Carbon Trading Policies and Climate Change Mitigation in Africa: A Systematic Literature Review
摘要
Carbon trading in Africa is promoted by Africans and international actors as a market-based instrument for reducing greenhouse gas emissions and supporting sustainable development; however, its effectiveness in Africa remains contested. This chapter conducts a systematic literature review of peer-reviewed, English-language studies on carbon trading and climate change in Africa published between 2001 and 2023. The study searched across ProQuest, EBSCOhost, Scopus, Web of Science, and IEEE Xplore using multiple keyword combinations, yielding 101 records; after PRISMA-guided screening of inclusion and exclusion, the authors used eleven (11) articles for thematic synthesis and quality appraisal.
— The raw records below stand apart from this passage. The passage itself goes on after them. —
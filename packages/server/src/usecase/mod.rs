//! UseCase layer: one application operation per module.
//!
//! Each use case depends only on the domain traits so tests can wire
//! isolated registries and pushers.

mod broadcast_stats;
mod create_room;
mod error;
mod get_health;
mod get_room_stats;
mod join_room;
mod leave_room;
mod rename_participant;
mod update_boredom;

pub use broadcast_stats::BroadcastStatsUseCase;
pub use create_room::CreateRoomUseCase;
pub use error::{CreateRoomError, GetRoomStatsError, JoinError};
pub use get_health::{GetHealthUseCase, HealthReport};
pub use get_room_stats::GetRoomStatsUseCase;
pub use join_room::{JoinRoomUseCase, JoinedSession};
pub use leave_room::LeaveRoomUseCase;
pub use rename_participant::RenameParticipantUseCase;
pub use update_boredom::UpdateBoredomUseCase;
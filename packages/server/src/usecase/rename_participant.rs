//! UseCase: 表示名更新処理
//!
//! 空でない名前を 20 文字に切り詰めて参加者エントリに格納する。
//! 空の名前は無視される。

use std::sync::Arc;

use crate::domain::{DisplayName, RoomRegistry, SessionKey};

/// 表示名更新のユースケース
pub struct RenameParticipantUseCase {
    /// Registry（ルーム管理の抽象化）
    registry: Arc<dyn RoomRegistry>,
}

impl RenameParticipantUseCase {
    /// 新しい RenameParticipantUseCase を作成
    pub fn new(registry: Arc<dyn RoomRegistry>) -> Self {
        Self { registry }
    }

    /// 表示名更新を実行
    ///
    /// # Returns
    ///
    /// 名前が有効で、参加者エントリに格納した場合は true
    pub async fn execute(&self, key: &SessionKey, raw_name: &str) -> bool {
        match DisplayName::new(raw_name) {
            Ok(name) => {
                self.registry
                    .set_display_name(&key.room, &key.participant, name)
                    .await
            }
            Err(_) => {
                tracing::debug!(
                    "Dropped empty name update from participant {} in room {}",
                    key.participant,
                    key.room
                );
                false
            }
        }
    }
}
The evidence base skewed towards a few countries (notably South Africa, Ghana, Central African states, and Senegal) and mechanisms such as the Clean Development Mechanism (CDM), REDD+ initiatives, and soil and forest carbon-sequestration projects. The reviewed studies show that carbon trading can generate emission reductions, green jobs, and additional farm income, and incentivize improved forest management and low-carbon technologies. However, African participation in carbon markets remains marginal, constrained by weak governance, limited technical capacity, high transaction costs, regulatory uncertainty, and volatile credit prices. The benefits of carbon trading in Africa are not equal, with frequent misalignments between market logic, local development, and justice priorities. There is a mixed methodological quality as major studies are descriptive, lack explicit inclusion/exclusion criteria, and provide limited empirical evaluation of long-term outcomes. The review concludes that while existing architectures have not yet delivered broad-based climate or development gains for Africa, reformed governance, robust Measurement, Reporting, and Verification (MRV) systems, enhanced carbon literacy, and alignment with the SDGs, especially through emerging voluntary markets, could improve performance. Future research should broaden geographic and linguistic coverage and examine the distributional and justice impacts, including gender, indigeneity, and rural livelihoods.